[INSTRUCTIONS TO FOLLOW] The line containing "Entry::Occupied(mut slot) =>" marks the end, so write out exactly every line from the top of the entries below through that one.

━━━ PROVIDED DATA

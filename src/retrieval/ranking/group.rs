use crate::retrieval::ranking::score::ScoredResult;
use crate::retrieval::strategy::StrategyKind;
use crate::storage::Partition;
use indexmap::map::Entry;
use indexmap::IndexMap;
use serde::{Deserialize, Serialize};
use std::cmp::Ordering;

#[derive(Debug, Clone, PartialEq, Eq, Serialize, Deserialize)]
#[serde(rename_all = "camelCase")]
pub struct CourseEntry {
    pub course_id: i64,
    pub course_name: String,
    pub course_type: String,
    pub seats: u32,
    pub score: u32,
    pub strategy: StrategyKind,
}

/// One college card. `total_seats` is always the sum over `courses`.
#[derive(Debug, Clone, PartialEq, Eq, Serialize, Deserialize)]
#[serde(rename_all = "camelCase")]
pub struct ResultGroup {
    pub college_id: i64,
    pub college_name: String,
    #[serde(rename = "type")]
    pub college_type: Partition,
    pub state: String,
    pub city: String,
    pub management_type: String,
    pub university: String,
    pub courses: Vec<CourseEntry>,
    pub total_seats: u64,
    /// Highest course score in the group.
    pub score: u32,
}

/// Collapse duplicate (college, course) keys, keeping the highest score. On equal
/// scores the first occurrence wins; output keeps first-occurrence order.
pub fn dedup(results: Vec<ScoredResult>) -> Vec<ScoredResult> {
    let mut best: IndexMap<(i64, i64), ScoredResult> = IndexMap::new();
    for result in results {
        match best.entry((result.college_id, result.course_id)) {
            Entry::Occupied(mut slot) => {
                if result.score > slot.get().score {
                    slot.insert(result);
                }
            }
            Entry::Vacant(slot) => {
                slot.insert(result);
            }
        }
    }
    best.into_values().collect()
}

/// Score descending, then name and ids so equal scores still order deterministically.
pub fn rank(results: &mut [ScoredResult]) {
    results.sort_by(compare);
}

fn compare(a: &ScoredResult, b: &ScoredResult) -> Ordering {
    b.score
        .cmp(&a.score)
        .then_with(|| a.college_name.cmp(&b.college_name))
        .then_with(|| a.college_id.cmp(&b.college_id))
        .then_with(|| a.course_id.cmp(&b.course_id))
}

/// Group by college in first-encountered order, then stable-sort groups by score.
pub fn group(results: &[ScoredResult]) -> Vec<ResultGroup> {
    let mut groups: IndexMap<i64, ResultGroup> = IndexMap::new();
    for r in results {
        let group = groups.entry(r.college_id).or_insert_with(|| ResultGroup {
            college_id: r.college_id,
            college_name: r.college_name.clone(),
            college_type: r.college_type,
            state: r.state.clone(),
            city: r.city.clone(),
            management_type: r.management_type.clone(),
            university: r.university.clone(),
            courses: Vec::new(),
            total_seats: 0,
            score: 0,
        });
        group.courses.push(CourseEntry {
            course_id: r.course_id,
            course_name: r.course_name.clone(),
            course_type: r.course_type.clone(),
            seats: r.seats,
            score: r.score,
            strategy: r.strategy,
        });
        group.total_seats += u64::from(r.seats);
        group.score = group.score.max(r.score);
    }

    let mut out: Vec<ResultGroup> = groups.into_values().collect();
    out.sort_by(|a, b| b.score.cmp(&a.score));
    out
}
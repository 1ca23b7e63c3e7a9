use crate::retrieval::fanout::Candidate;
use crate::retrieval::query::{detect_course_type, CourseType};

/// Keep only candidates whose course belongs to `course_type`. Course names that carry
/// no recognizable code ("General Medicine") are judged by their course-type column.
pub fn filter_by_course_type(
    candidates: Vec<Candidate>,
    course_type: Option<CourseType>,
) -> Vec<Candidate> {
    let Some(course_type) = course_type else {
        return candidates;
    };
    candidates
        .into_iter()
        .filter(|c| {
            let name = c.row.course_name.trim();
            if detect_course_type(name).is_some() {
                course_type.matches_course(name)
            } else {
                course_type.matches_course(c.row.course_type.trim())
            }
        })
        .collect()
}
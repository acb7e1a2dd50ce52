use std::path::PathBuf;
use thiserror::Error;

/// Codetree error types
#[derive(Error, Debug)]
pub enum Error {
    #[error("IO error: {0}")]
    Io(#[from] std::io::Error),

    #[error("Failed to parse config file: {0}")]
    ConfigParse(#[from] toml::de::Error),

    #[error("Config validation error: {0}")]
    ConfigValidation(String),

    #[error("Path not found: {0}")]
    PathNotFound(PathBuf),

    #[error("Template error: {0}")]
    Template(#[from] tera::Error),

    #[error("JSON error: {0}")]
    Json(#[from] serde_json::Error),

    #[error("Glob pattern error: {0}")]
    GlobPattern(#[from] glob::PatternError),

    #[error("Directory walk error: {0}")]
    WalkDir(#[from] walkdir::Error),

    #[error("Analysis error: {0}")]
    Analysis(String),

    #[error("Parser error: {0}")]
    Parser(String),

    #[error("{0}")]
    Other(String),
}

/// Result type alias for codetree operations
pub type Result<T> = std::result::Result<T, Error>;

impl Error {
    /// Create a config validation error
    pub fn config_validation(msg: impl Into<String>) -> Self {
        Error::ConfigValidation(msg.into())
    }

    /// Create an analysis error
    pub fn analysis(msg: impl Into<String>) -> Self {
        Error::Analysis(msg.into())
    }

    /// Create a parser error
    pub fn parser(msg: impl Into<String>) -> Self {
        Error::Parser(msg.into())
    }

    /// Create a generic error
    pub fn other(msg: impl Into<String>) -> Self {
        Error::Other(msg.into())
    }
}

#[cfg(test)]
mod tests {
    use super::*;

    #[test]
    fn test_io_error_display() {
        let io_err = std::io::Error::new(std::io::ErrorKind::NotFound, "file not found");
        let err: Error = io_err.into();
        assert!(err.to_string().contains("IO error"));
    }

    #[test]
    fn test_path_not_found_display() {
        let err = Error::PathNotFound(PathBuf::from("/some/path"));
        assert_eq!(err.to_string(), "Path not found: /some/path");
    }

    #[test]
    fn test_config_validation_display() {
        let err = Error::config_validation("max_graph_nodes must be positive");
        assert_eq!(
            err.to_string(),
            "Config validation error: max_graph_nodes must be positive"
        );
    }

    #[test]
    fn test_analysis_error() {
        let err = Error::analysis("no artifact produced");
        assert_eq!(err.to_string(), "Analysis error: no artifact produced");
    }

    #[test]
    fn test_parser_error() {
        let err = Error::parser("failed to load grammar");
        assert_eq!(err.to_string(), "Parser error: failed to load grammar");
    }

    #[test]
    fn test_other_error() {
        let err = Error::other("something went wrong");
        assert_eq!(err.to_string(), "something went wrong");
    }

    #[test]
    fn test_error_is_send_sync() {
        fn assert_send_sync<T: Send + Sync>() {}
        assert_send_sync::<Error>();
    }
}
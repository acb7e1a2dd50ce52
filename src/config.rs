use crate::error::{Error, Result};
use serde::{Deserialize, Serialize};
use std::path::{Path, PathBuf};

/// Main configuration
#[derive(Debug, Clone, Default, Serialize, Deserialize)]
#[serde(default)]
pub struct Config {
    pub project: ProjectConfig,
    pub analysis: AnalysisConfig,
    pub output: OutputConfig,
    pub viewer: ViewerConfig,
}

/// Project metadata
#[derive(Debug, Clone, Serialize, Deserialize)]
#[serde(default)]
pub struct ProjectConfig {
    pub name: String,
    pub description: Option<String>,
}

/// Analysis settings
#[derive(Debug, Clone, Default, Serialize, Deserialize)]
#[serde(default)]
pub struct AnalysisConfig {
    /// Glob patterns (root-relative) excluded in addition to the fixed
    /// directory exclusion set
    pub exclude: Vec<String>,
}

/// Output settings
#[derive(Debug, Clone, Serialize, Deserialize)]
#[serde(default)]
pub struct OutputConfig {
    /// Destination for the artifact JSON
    pub artifact: PathBuf,
    /// Destination directory for the rendered viewer
    pub site_directory: PathBuf,
}

/// Viewer settings
#[derive(Debug, Clone, Serialize, Deserialize)]
#[serde(default)]
pub struct ViewerConfig {
    /// Node ceiling above which the full-graph view is suppressed
    pub max_graph_nodes: usize,
}

impl Default for ProjectConfig {
    fn default() -> Self {
        Self {
            name: "Untitled Project".to_string(),
            description: None,
        }
    }
}

impl Default for OutputConfig {
    fn default() -> Self {
        Self {
            artifact: PathBuf::from("artifacts/codetree.json"),
            site_directory: PathBuf::from("codetree-site"),
        }
    }
}

impl Default for ViewerConfig {
    fn default() -> Self {
        Self {
            max_graph_nodes: 400,
        }
    }
}

impl Config {
    /// Load config from a TOML file
    pub fn load(path: &Path) -> Result<Self> {
        let contents = std::fs::read_to_string(path)?;
        let config: Config = toml::from_str(&contents)?;
        config.validate()?;
        Ok(config)
    }

    /// Load config from file or return defaults
    pub fn load_or_default(path: &Path) -> Self {
        Self::load(path).unwrap_or_default()
    }

    /// Merge CLI arguments into config (CLI takes precedence)
    pub fn merge_cli(&mut self, output: Option<PathBuf>, exclude: Vec<String>) {
        if let Some(out) = output {
            self.output.artifact = out;
        }

        if !exclude.is_empty() {
            self.analysis.exclude.extend(exclude);
        }
    }

    /// Validate configuration
    pub fn validate(&self) -> Result<()> {
        if self.viewer.max_graph_nodes == 0 {
            return Err(Error::config_validation("max_graph_nodes must be at least 1"));
        }

        for pattern in &self.analysis.exclude {
            glob::Pattern::new(pattern)?;
        }

        Ok(())
    }
}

━━━━━━

[RESPONSE TO THE TASK]
filename src/retrieval/ranking/group.rs
use crate::retrieval::ranking::score::ScoredResult;
use crate::retrieval::strategy::StrategyKind;
use crate::storage::Partition;
use indexmap::map::Entry;
use indexmap::IndexMap;
use serde::{Deserialize, Serialize};
use std::cmp::Ordering;

#[derive(Debug, Clone, PartialEq, Eq, Serialize, Deserialize)]
#[serde(rename_all = "camelCase")]
pub struct CourseEntry {
    pub course_id: i64,
    pub course_name: String,
    pub course_type: String,
    pub seats: u32,
    pub score: u32,
    pub strategy: StrategyKind,
}

/// One college card. `total_seats` is always the sum over `courses`.
#[derive(Debug, Clone, PartialEq, Eq, Serialize, Deserialize)]
#[serde(rename_all = "camelCase")]
pub struct ResultGroup {
    pub college_id: i64,
    pub college_name: String,
    #[serde(rename = "type")]
    pub college_type: Partition,
    pub state: String,
    pub city: String,
    pub management_type: String,
    pub university: String,
    pub courses: Vec<CourseEntry>,
    pub total_seats: u64,
    /// Highest course score in the group.
    pub score: u32,
}

/// Collapse duplicate (college, course) keys, keeping the highest score. On equal
/// scores the first occurrence wins; output keeps first-occurrence order.
pub fn dedup(results: Vec<ScoredResult>) -> Vec<ScoredResult> {
    let mut best: IndexMap<(i64, i64), ScoredResult> = IndexMap::new();
    for result in results {
        match best.entry((result.college_id, result.course_id)) {
            Entry::Occupied(mut slot) => {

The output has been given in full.